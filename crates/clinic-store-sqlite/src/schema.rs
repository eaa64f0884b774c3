//! SQL schema for the clinic SQLite store.
//!
//! Executed once at connection startup. Future migrations will be gated on
//! `PRAGMA user_version`.

/// Full schema DDL; idempotent thanks to `CREATE TABLE IF NOT EXISTS`.
///
/// Money columns hold decimal text; timestamps hold RFC 3339 UTC text.
/// List order everywhere is `rowid` order, i.e. insertion order.
pub const SCHEMA: &str = "
PRAGMA journal_mode = WAL;
PRAGMA foreign_keys = ON;

CREATE TABLE IF NOT EXISTS customers (
    customer_id        TEXT PRIMARY KEY,
    first_name         TEXT NOT NULL,
    last_name          TEXT NOT NULL DEFAULT '',
    email              TEXT NOT NULL UNIQUE COLLATE NOCASE,
    phone              TEXT,
    address            TEXT,
    hearing_loss_level TEXT NOT NULL,   -- 'mild' | 'moderate' | 'severe'
    budget             TEXT NOT NULL,
    has_insurance      INTEGER NOT NULL DEFAULT 0,
    created_at         TEXT NOT NULL
);

CREATE TABLE IF NOT EXISTS products (
    product_id           TEXT PRIMARY KEY,
    brand                TEXT NOT NULL,
    model                TEXT NOT NULL,
    kind                 TEXT NOT NULL,   -- 'BTE' | 'ITE' | 'CIC'
    price                TEXT NOT NULL,
    features             TEXT NOT NULL DEFAULT '[]',
    suitable_loss_levels TEXT NOT NULL DEFAULT '[]',
    in_stock             INTEGER NOT NULL DEFAULT 0,
    created_at           TEXT NOT NULL
);

CREATE TABLE IF NOT EXISTS orders (
    order_id           TEXT PRIMARY KEY,
    customer_id        TEXT NOT NULL REFERENCES customers(customer_id),
    status             TEXT NOT NULL DEFAULT 'ordered',
    total_amount       TEXT NOT NULL,
    insurance_discount TEXT NOT NULL,
    final_amount       TEXT NOT NULL,
    delivery_date      TEXT,
    tracking_number    TEXT,
    notes              TEXT,
    created_at         TEXT NOT NULL
);

-- Written once together with the owning order; never updated.
CREATE TABLE IF NOT EXISTS line_items (
    line_item_id TEXT PRIMARY KEY,
    order_id     TEXT NOT NULL REFERENCES orders(order_id),
    product_id   TEXT NOT NULL REFERENCES products(product_id),
    position     INTEGER NOT NULL,
    quantity     INTEGER NOT NULL CHECK (quantity > 0),
    unit_price   TEXT NOT NULL,      -- snapshot of products.price
    ear_side     TEXT NOT NULL,      -- 'left' | 'right' | 'both'
    UNIQUE (order_id, position)
);

CREATE TABLE IF NOT EXISTS appointments (
    appointment_id   TEXT PRIMARY KEY,
    customer_id      TEXT NOT NULL REFERENCES customers(customer_id),
    order_id         TEXT REFERENCES orders(order_id),
    appointment_type TEXT NOT NULL,
    scheduled_at     TEXT NOT NULL,
    status           TEXT NOT NULL DEFAULT 'scheduled',
    notes            TEXT,
    created_at       TEXT NOT NULL
);

CREATE INDEX IF NOT EXISTS orders_customer_idx       ON orders(customer_id);
CREATE INDEX IF NOT EXISTS line_items_order_idx      ON line_items(order_id);
CREATE INDEX IF NOT EXISTS appointments_customer_idx ON appointments(customer_id);

PRAGMA user_version = 1;
";
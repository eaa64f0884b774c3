//! Handlers for `/orders` endpoints.
//!
//! | Method | Path | Notes |
//! |--------|------|-------|
//! | `GET`  | `/orders` | Hydrated, creation order |
//! | `POST` | `/orders` | Body: `{"customer_id":..,"items":[{"product_id":..,"quantity":1,"ear_side":"left"}]}` |
//! | `GET`  | `/orders/:id` | 404 if not found |
//! | `PUT`  | `/orders/:id/status` | Body: `{"status":"shipped"}`; 400 on unknown status |
//! | `GET`  | `/orders/:id/invoice` | Rendered invoice download |

use axum::{
  Json,
  extract::State,
  http::{StatusCode, header},
  response::IntoResponse,
};
use clinic_core::{
  order::{NewOrder, Order, OrderDetails, OrderStatus, Transition},
  store::ClinicStore,
};
use serde::Deserialize;
use uuid::Uuid;

use crate::{
  AppState,
  error::{ApiError, ApiJson, ApiPath},
  etag::compute_etag,
};

// ─── List ─────────────────────────────────────────────────────────────────────

/// `GET /orders`
pub async fn list<S: ClinicStore>(
  State(state): State<AppState<S>>,
) -> Result<Json<Vec<OrderDetails>>, ApiError> {
  let orders = state.store.list_orders().await.map_err(ApiError::from_store)?;
  Ok(Json(orders))
}

// ─── Create ───────────────────────────────────────────────────────────────────

/// `POST /orders`: prices are taken from the catalog, never from the body.
pub async fn create<S: ClinicStore>(
  State(state): State<AppState<S>>,
  ApiJson(body): ApiJson<NewOrder>,
) -> Result<impl IntoResponse, ApiError> {
  let order = state.store.create_order(body).await.map_err(ApiError::from_store)?;
  tracing::info!(
    order_id = %order.order_id,
    customer_id = %order.customer_id,
    final_amount = %order.final_amount,
    "order created"
  );
  Ok((StatusCode::CREATED, Json(order)))
}

// ─── Get one ──────────────────────────────────────────────────────────────────

/// `GET /orders/:id`
pub async fn get_one<S: ClinicStore>(
  State(state): State<AppState<S>>,
  ApiPath(id): ApiPath<Uuid>,
) -> Result<Json<OrderDetails>, ApiError> {
  fetch(&state, id).await.map(Json)
}

async fn fetch<S: ClinicStore>(state: &AppState<S>, id: Uuid) -> Result<OrderDetails, ApiError> {
  state
    .store
    .get_order(id)
    .await
    .map_err(ApiError::from_store)?
    .ok_or_else(|| ApiError::NotFound(format!("order {id}")))
}

// ─── Status ───────────────────────────────────────────────────────────────────

#[derive(Debug, Deserialize)]
pub struct StatusBody {
  pub status: String,
}

/// `PUT /orders/:id/status`
pub async fn update_status<S: ClinicStore>(
  State(state): State<AppState<S>>,
  ApiPath(id): ApiPath<Uuid>,
  ApiJson(body): ApiJson<StatusBody>,
) -> Result<Json<Order>, ApiError> {
  let status = OrderStatus::parse(&body.status)?;
  let (previous, order) = state
    .store
    .set_order_status(id, status)
    .await
    .map_err(ApiError::from_store)?;

  match status.transition_from(previous) {
    Transition::Backward => tracing::warn!(
      order_id = %id,
      from = %previous,
      to = %status,
      "order status moved backwards"
    ),
    _ => tracing::info!(order_id = %id, from = %previous, to = %status, "order status changed"),
  }
  Ok(Json(order))
}

// ─── Invoice ──────────────────────────────────────────────────────────────────

/// `GET /orders/:id/invoice`
pub async fn invoice<S: ClinicStore>(
  State(state): State<AppState<S>>,
  ApiPath(id): ApiPath<Uuid>,
) -> Result<impl IntoResponse, ApiError> {
  let details = fetch(&state, id).await?;
  let body = state.invoices.render(&details)?;

  let disposition = format!(
    "attachment; filename=invoice-{id}.{}",
    state.invoices.file_extension()
  );
  let headers = [
    (header::CONTENT_TYPE, state.invoices.media_type().to_owned()),
    (header::CONTENT_DISPOSITION, disposition),
    (header::ETAG, compute_etag(&body)),
  ];
  Ok((StatusCode::OK, headers, body))
}
//! Error types for `clinic-core`.

use thiserror::Error;
use uuid::Uuid;

#[derive(Debug, Error)]
pub enum Error {
  #[error("customer not found: {0}")]
  CustomerNotFound(Uuid),

  #[error("product not found: {0}")]
  ProductNotFound(Uuid),

  #[error("order not found: {0}")]
  OrderNotFound(Uuid),

  #[error("appointment not found: {0}")]
  AppointmentNotFound(Uuid),

  #[error("validation failed: {0}")]
  Validation(String),

  #[error("email already registered: {0}")]
  DuplicateEmail(String),

  #[error("unknown order status: {0:?}")]
  UnknownStatus(String),

  #[error("invoice rendering failed: {0}")]
  Render(String),

  #[error("serialization error: {0}")]
  Serialization(#[from] serde_json::Error),
}

impl Error {
  /// The error names an entity id that does not resolve.
  pub fn is_not_found(&self) -> bool {
    matches!(
      self,
      Self::CustomerNotFound(_)
        | Self::ProductNotFound(_)
        | Self::OrderNotFound(_)
        | Self::AppointmentNotFound(_)
    )
  }

  /// The error was caused by malformed or constraint-violating input.
  pub fn is_invalid(&self) -> bool {
    matches!(
      self,
      Self::Validation(_) | Self::DuplicateEmail(_) | Self::UnknownStatus(_)
    )
  }

  pub(crate) fn invalid(msg: impl Into<String>) -> Self {
    Self::Validation(msg.into())
  }
}

/// Reject blank (empty or whitespace-only) text for a required field.
pub(crate) fn require_text(field: &str, value: &str) -> Result<()> {
  if value.trim().is_empty() {
    return Err(Error::invalid(format!("{field} must not be blank")));
  }
  Ok(())
}

pub type Result<T, E = Error> = std::result::Result<T, E>;

#[cfg(test)]
mod tests {
  use super::*;

  #[test]
  fn classification_is_disjoint() {
    let id = Uuid::new_v4();
    let not_found = [
      Error::CustomerNotFound(id),
      Error::ProductNotFound(id),
      Error::OrderNotFound(id),
      Error::AppointmentNotFound(id),
    ];
    for e in &not_found {
      assert!(e.is_not_found(), "{e}");
      assert!(!e.is_invalid(), "{e}");
    }

    let invalid = [
      Error::invalid("bad"),
      Error::DuplicateEmail("a@b.c".into()),
      Error::UnknownStatus("lost".into()),
    ];
    for e in &invalid {
      assert!(e.is_invalid(), "{e}");
      assert!(!e.is_not_found(), "{e}");
    }

    let render = Error::Render("boom".into());
    assert!(!render.is_invalid() && !render.is_not_found());
  }

  #[test]
  fn require_text_rejects_whitespace() {
    assert!(require_text("brand", "Signia").is_ok());
    let err = require_text("brand", "   ").unwrap_err();
    assert_eq!(err.to_string(), "validation failed: brand must not be blank");
  }
}
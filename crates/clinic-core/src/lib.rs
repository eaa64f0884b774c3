//! Core types and trait definitions for the clinic order workflow.
//!
//! No HTTP or database dependencies.
//! Storage backends implement [`store::ClinicStore`]; document backends
//! implement [`invoice::InvoiceRenderer`].

pub mod appointment;
pub mod customer;
pub mod dashboard;
pub mod error;
pub mod invoice;
pub mod order;
mod patch;
pub mod pricing;
pub mod product;
pub mod recommend;
pub mod store;

pub use error::{Error, Result};
//! HTTP host for the clinic order workflow.
//!
//! Wires the REST API from [`clinic_api`] under `/api`, adds request tracing,
//! and owns the runtime configuration read by the `clinic-server` binary.

pub mod seed;

use std::path::PathBuf;

use axum::Router;
use clinic_api::AppState;
use clinic_core::store::ClinicStore;
use clinic_invoice::InvoiceOptions;
use serde::Deserialize;
use tower_http::trace::TraceLayer;

// ─── Configuration ────────────────────────────────────────────────────────────

/// Runtime server configuration, deserialised from `config.toml` and
/// `CLINIC_`-prefixed environment variables.
#[derive(Debug, Deserialize, Clone)]
#[serde(default)]
pub struct ServerConfig {
  pub host:           String,
  pub port:           u16,
  pub store_path:     PathBuf,
  pub seed_demo_data: bool,
  pub invoice:        InvoiceOptions,
}

impl Default for ServerConfig {
  fn default() -> Self {
    Self {
      host:           "127.0.0.1".to_string(),
      port:           5000,
      store_path:     PathBuf::from("clinic.db"),
      seed_demo_data: false,
      invoice:        InvoiceOptions::default(),
    }
  }
}

// ─── Router ───────────────────────────────────────────────────────────────────

/// Build the top-level axum [`Router`]: the API nested under `/api`.
pub fn router<S>(state: AppState<S>) -> Router
where
  S: ClinicStore + 'static,
{
  Router::new()
    .nest("/api", clinic_api::api_router(state))
    .layer(TraceLayer::new_for_http())
}
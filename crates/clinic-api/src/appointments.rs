//! Handlers for `/appointments` endpoints.
//!
//! | Method | Path | Notes |
//! |--------|------|-------|
//! | `GET`  | `/appointments` | Creation order |
//! | `POST` | `/appointments` | 404 if the customer or referenced order is missing |
//! | `GET`  | `/appointments/:id` | 404 if not found |
//! | `PUT`  | `/appointments/:id` | Partial body |

use axum::{
  Json,
  extract::State,
  http::StatusCode,
  response::IntoResponse,
};
use clinic_core::{
  appointment::{Appointment, AppointmentPatch, NewAppointment},
  store::ClinicStore,
};
use uuid::Uuid;

use crate::{
  AppState,
  error::{ApiError, ApiJson, ApiPath},
};

/// `GET /appointments`
pub async fn list<S: ClinicStore>(
  State(state): State<AppState<S>>,
) -> Result<Json<Vec<Appointment>>, ApiError> {
  let appointments = state.store.list_appointments().await.map_err(ApiError::from_store)?;
  Ok(Json(appointments))
}

/// `POST /appointments`
pub async fn create<S: ClinicStore>(
  State(state): State<AppState<S>>,
  ApiJson(body): ApiJson<NewAppointment>,
) -> Result<impl IntoResponse, ApiError> {
  let appointment = state.store.add_appointment(body).await.map_err(ApiError::from_store)?;
  Ok((StatusCode::CREATED, Json(appointment)))
}

/// `GET /appointments/:id`
pub async fn get_one<S: ClinicStore>(
  State(state): State<AppState<S>>,
  ApiPath(id): ApiPath<Uuid>,
) -> Result<Json<Appointment>, ApiError> {
  state
    .store
    .get_appointment(id)
    .await
    .map_err(ApiError::from_store)?
    .map(Json)
    .ok_or_else(|| ApiError::NotFound(format!("appointment {id}")))
}

/// `PUT /appointments/:id`
pub async fn update<S: ClinicStore>(
  State(state): State<AppState<S>>,
  ApiPath(id): ApiPath<Uuid>,
  ApiJson(patch): ApiJson<AppointmentPatch>,
) -> Result<Json<Appointment>, ApiError> {
  let appointment = state
    .store
    .update_appointment(id, patch)
    .await
    .map_err(ApiError::from_store)?;
  Ok(Json(appointment))
}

-------

● DESCRIPTION OF THE TASK
Wherever the word "ApiJson" occurs in a line of the listing, copy that line.

● ANSWER BOX
  error::{ApiError, ApiJson, ApiPath},
  ApiJson(body): ApiJson<NewOrder>,
  ApiJson(body): ApiJson<StatusBody>,
  error::{ApiError, ApiJson, ApiPath},
  ApiJson(body): ApiJson<NewAppointment>,
  ApiJson(patch): ApiJson<AppointmentPatch>,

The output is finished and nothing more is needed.